A reproducible workflow that turns 5-10 of your best pieces of content into a 1-2 page voice doc, then validates the doc by generating test pieces and comparing. The output is loadable into a Custom GPT or Claude Project so every future draft (human or AI) starts from the same voice baseline.

Who this is for

Solo creators producing content under one personal brand. Small marketing teams (2-5 people) where consistency drift is starting to show. Content engineers integrating AI into a content pipeline who need a stable voice prompt to load. Founders who can write in their own voice but can’t yet articulate it to a teammate or freelancer.

When to reach for it

When 2+ people start producing content. When AI starts producing content (the doc becomes the system prompt). When you re-read your own articles from 6 months ago and they sound like a different person. Once the voice doc exists, feed it into a real Claude writing workflow so every draft inherits the same voice. To pressure-test whether a draft actually lives up to that voice doc, run it through AI writing feedback — a senior-editor critique catches the places AI quietly slipped back into AI-grey.

Pick a model and a home for the doc

Two decisions up front, because they shape the format of the doc.

Which model analyzes the samples.

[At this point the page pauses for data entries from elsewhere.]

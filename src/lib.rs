//! `PantryBuddy` - A personal pantry inventory service
//!
//! Authenticated users record the food they have on hand (name, quantity, unit and an
//! optional package date), list it in several display orders, and discard items they no
//! longer have. Discarded items are kept with a `DISCARDED` status rather than deleted.

// Deny the most critical lints that could lead to bugs or security issues
#![deny(
    // Security and correctness
    unsafe_code,
    unsafe_op_in_unsafe_fn,

    // Code quality - things that are almost always bugs
    unreachable_code,
    unreachable_patterns,
    unused_must_use,

    // Documentation - broken links are bugs
    rustdoc::broken_intra_doc_links,
    rustdoc::private_intra_doc_links,
)]
// Warn on things that should be fixed but aren't necessarily bugs
#![warn(
    // Documentation - missing docs should be added gradually
    missing_docs,

    // Clippy categories for overall code quality
    clippy::all,
    clippy::pedantic,
    clippy::nursery,

    // Performance
    clippy::inefficient_to_string,
    clippy::large_types_passed_by_value,
    clippy::needless_pass_by_value,
    clippy::unnecessary_wraps,

    // Correctness
    clippy::clone_on_ref_ptr,
    clippy::dbg_macro,
    clippy::exit,
    clippy::expect_used,
    clippy::float_cmp,
    clippy::panic,
    clippy::todo,
    clippy::unimplemented,
    clippy::unwrap_used,

    // Complexity and readability
    clippy::cognitive_complexity,
    clippy::large_enum_variant,
    clippy::match_same_arms,
    clippy::too_many_lines,

    // Style consistency
    clippy::enum_glob_use,
    clippy::inconsistent_struct_constructor,
    clippy::missing_errors_doc,
    clippy::missing_panics_doc,
    clippy::must_use_candidate,
    clippy::redundant_closure_for_method_calls,
    clippy::semicolon_if_nothing_returned,
    clippy::wildcard_imports,

    // Future compatibility
    future_incompatible,
    rust_2018_idioms,
)]
// Allow some pedantic lints that are too noisy or not applicable
#![allow(
    clippy::module_name_repetitions,  // Common pattern in Rust
    clippy::missing_errors_doc,        // Will add gradually
    clippy::missing_panics_doc,        // Will add gradually
)]

// Note: `missing_docs` is set to `warn` instead of `deny` so documentation can be
// filled in gradually without blocking compilation.

/// HTTP interface - routes, handlers, and caller resolution
pub mod api;
/// Configuration management for database, server and user settings
pub mod config;
/// Core business logic - framework-agnostic store, service, and ordering operations
pub mod core;
/// SeaORM entity definitions for database tables
pub mod entities;
/// Unified error types and result handling
pub mod errors;
/// Closed value sets: units, statuses, date labels, sort options
pub mod vocabulary;

#[cfg(test)]
pub mod test_utils;
//! Session credentials.
//!
//! Clients present their session token either as `Authorization: Bearer <token>` or as a
//! `session` cookie. The [`Caller`] extractor never rejects; an unknown or missing token
//! simply yields no identity and the service decides what that means.

use super::AppState;
use crate::core::auth::Identity;
use axum::{
    async_trait,
    extract::FromRequestParts,
    http::{
        HeaderMap,
        header::{AUTHORIZATION, COOKIE},
        request::Parts,
    },
};
use std::convert::Infallible;

/// Name of the cookie carrying the session token.
pub const SESSION_COOKIE: &str = "session";

/// Returns the session token presented with a request, if any.
///
/// A bearer token takes precedence over the cookie. Whitespace around either token is
/// ignored, so `Bearer  abc` yields `abc`. A cookie value wrapped in double quotes
/// (`session="abc"`) yields the unquoted `abc`.
#[must_use]
pub fn session_token(headers: &HeaderMap) -> Option<&str> {
    let bearer = headers
        .get(AUTHORIZATION)
        .and_then(|value| value.to_str().ok())
        .and_then(|value| value.strip_prefix("Bearer "))
        .map(str::trim)
        .filter(|token| !token.is_empty());

    bearer.or_else(|| {
        headers
            .get_all(COOKIE)
            .iter()
            .filter_map(|value| value.to_str().ok())
            .flat_map(|value| value.split(';'))
            .filter_map(|pair| pair.trim().split_once('='))
            .find(|(name, _)| *name == SESSION_COOKIE)
            .map(|(_, token)| unquote(token.trim()))
            .filter(|token| !token.is_empty())
    })
}

fn unquote(value: &str) -> &str {
    value
        .strip_prefix('"')
        .and_then(|inner| inner.strip_suffix('"'))
        .unwrap_or(value)
}

/// The resolved caller of a request, or `None` when unauthenticated.
#[derive(Debug, Clone)]
pub struct Caller(pub Option<Identity>);

impl Caller {
    /// Borrowed identity, in the shape the service functions take.
    #[must_use]
    pub const fn identity(&self) -> Option<&Identity> {
        self.0.as_ref()
    }
}

#[async_trait]
impl FromRequestParts<AppState> for Caller {
    type Rejection = Infallible;

    async fn from_request_parts(
        parts: &mut Parts,
        state: &AppState,
    ) -> std::result::Result<Self, Self::Rejection> {
        let identity = match session_token(&parts.headers) {
            Some(token) => state.authenticator.resolve(token).await,
            None => None,
        };
        Ok(Self(identity))
    }
}
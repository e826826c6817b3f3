//! Display ordering for pantry items.
//!
//! Items are split into a "dated" section (has a package date) and an "undated" section,
//! then each section is sorted by the selected [`SortOption`]. Sorting is stable, so items
//! that compare equal keep the order they were fetched in. Nothing here touches the database.

use crate::{entities::pantry_item, vocabulary::SortOption};
use serde::Serialize;
use std::cmp::Ordering;

/// Items split into display sections.
#[derive(Debug, Clone, Default, PartialEq, Serialize)]
pub struct ArrangedEntries {
    /// Items with a package date
    pub dated: Vec<pantry_item::Model>,
    /// Items without a package date
    pub undated: Vec<pantry_item::Model>,
}

impl ArrangedEntries {
    /// Total number of items across both sections.
    #[must_use]
    pub fn len(&self) -> usize {
        self.dated.len() + self.undated.len()
    }

    /// Whether both sections are empty.
    #[must_use]
    pub fn is_empty(&self) -> bool {
        self.dated.is_empty() && self.undated.is_empty()
    }
}

#[derive(Debug, Clone, Copy, PartialEq, Eq)]
enum Direction {
    Ascending,
    Descending,
}

#[derive(Debug, Clone, Copy, PartialEq, Eq)]
enum SortKey {
    PackageDate(Direction),
    CreatedAt(Direction),
    Name(Direction),
}

const fn dated_key(sort: SortOption) -> SortKey {
    match sort {
        SortOption::PackageDateNewest => SortKey::PackageDate(Direction::Descending),
        SortOption::PackageDateOldest => SortKey::PackageDate(Direction::Ascending),
        SortOption::AddedDateNewest => SortKey::CreatedAt(Direction::Descending),
        SortOption::AddedDateOldest => SortKey::CreatedAt(Direction::Ascending),
        SortOption::NameAz => SortKey::Name(Direction::Ascending),
        SortOption::NameZa => SortKey::Name(Direction::Descending),
    }
}

// Undated items have no package date to compare, so those options sort by creation time.
const fn undated_key(sort: SortOption) -> SortKey {
    match dated_key(sort) {
        SortKey::PackageDate(direction) => SortKey::CreatedAt(direction),
        key @ (SortKey::CreatedAt(_) | SortKey::Name(_)) => key,
    }
}

fn compare_names(a: &str, b: &str) -> Ordering {
    a.chars()
        .flat_map(char::to_lowercase)
        .cmp(b.chars().flat_map(char::to_lowercase))
}

fn compare(a: &pantry_item::Model, b: &pantry_item::Model, key: SortKey) -> Ordering {
    let (ordering, direction) = match key {
        SortKey::PackageDate(direction) => (a.date_on_package.cmp(&b.date_on_package), direction),
        SortKey::CreatedAt(direction) => (a.created_at.cmp(&b.created_at), direction),
        SortKey::Name(direction) => (compare_names(&a.name, &b.name), direction),
    };
    match direction {
        Direction::Ascending => ordering,
        Direction::Descending => ordering.reverse(),
    }
}

/// Splits `entries` into dated and undated sections and sorts each by `sort`.
#[must_use]
pub fn arrange_entries(entries: Vec<pantry_item::Model>, sort: SortOption) -> ArrangedEntries {
    let (mut dated, mut undated): (Vec<_>, Vec<_>) = entries
        .into_iter()
        .partition(|entry| entry.date_on_package.is_some());

    let key = dated_key(sort);
    dated.sort_by(|a, b| compare(a, b, key));

    let key = undated_key(sort);
    undated.sort_by(|a, b| compare(a, b, key));

    ArrangedEntries { dated, undated }
}
//! API layer - HTTP interface for the pantry
//!
//! This module exposes the core operations over axum: routes, handlers, caller resolution
//! from session credentials, and the mapping from [`crate::errors::Error`] to responses.

/// Error to HTTP response mapping
pub mod error;
/// Request handlers
pub mod handlers;
/// Router construction
pub mod routes;
/// Session token extraction and caller resolution
pub mod session;

use crate::core::auth::Authenticator;
use sea_orm::DatabaseConnection;
use std::sync::Arc;

/// Shared data available to all handlers.
/// This structure holds the database connection and the authenticator that
/// every request needs to access.
#[derive(Clone)]
pub struct AppState {
    /// Database connection for all database operations
    pub database: Arc<DatabaseConnection>,
    /// Resolves session tokens to callers
    pub authenticator: Arc<dyn Authenticator>,
}

impl AppState {
    /// Creates a new `AppState` from its collaborators.
    /// This is called once by the composition root before the router is built.
    #[must_use]
    pub fn new(
        database: Arc<DatabaseConnection>,
        authenticator: Arc<dyn Authenticator>,
    ) -> Self {
        Self {
            database,
            authenticator,
        }
    }

    /// Borrowed connection, in the shape the service functions take.
    #[must_use]
    pub fn db(&self) -> &DatabaseConnection {
        self.database.as_ref()
    }
}

pub use routes::app_router;

#[cfg(test)]
mod tests {
    use super::*;
    use crate::{core::auth::StaticTokenAuthenticator, errors::Result, test_utils::setup_test_db};

    #[tokio::test]
    async fn test_state_clones_share_connection() -> Result<()> {
        let db = setup_test_db().await?;
        let state = AppState::new(Arc::new(db), Arc::new(StaticTokenAuthenticator::new()));
        let copy = state.clone();

        assert!(Arc::ptr_eq(&state.database, &copy.database));
        copy.db().ping().await?;
        Ok(())
    }
}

Use Claude Sonnet 4.6 or GPT-5.5. Both read 1M-token context windows as of June 2026, so you can paste a dozen long articles into one prompt without truncation. Smaller or older models over-generalize voice into bland adjectives. Claude Opus 4.7 is sharper on subtle voice and humor signal if you have Max access, but Sonnet 4.6 is the cost-effective workhorse here.

Where the finished doc lives. This determines how much room you have:

Home for the voice docInstruction space (June 2026)Extra knowledge
ChatGPT Custom GPT (Plus/Pro)≈8,000-char instruction fieldUpload sample files to the GPT’s Knowledge
Claude Project (Pro/Max)≈8,000-char custom instructions (~2,000 words)Up to 200K tokens / 30MB per file, RAG auto-scales on paid plans
ChatGPT custom instructions (personal)~1,500 chars per fieldNone — keep the doc tight
voice.md in a repo / CursorNo hard limitLoaded per conversation

A 1-2 page voice doc (roughly 600-900 words) fits comfortably in all four. That is the real reason to keep it short — not aesthetics, but the instruction-field ceiling.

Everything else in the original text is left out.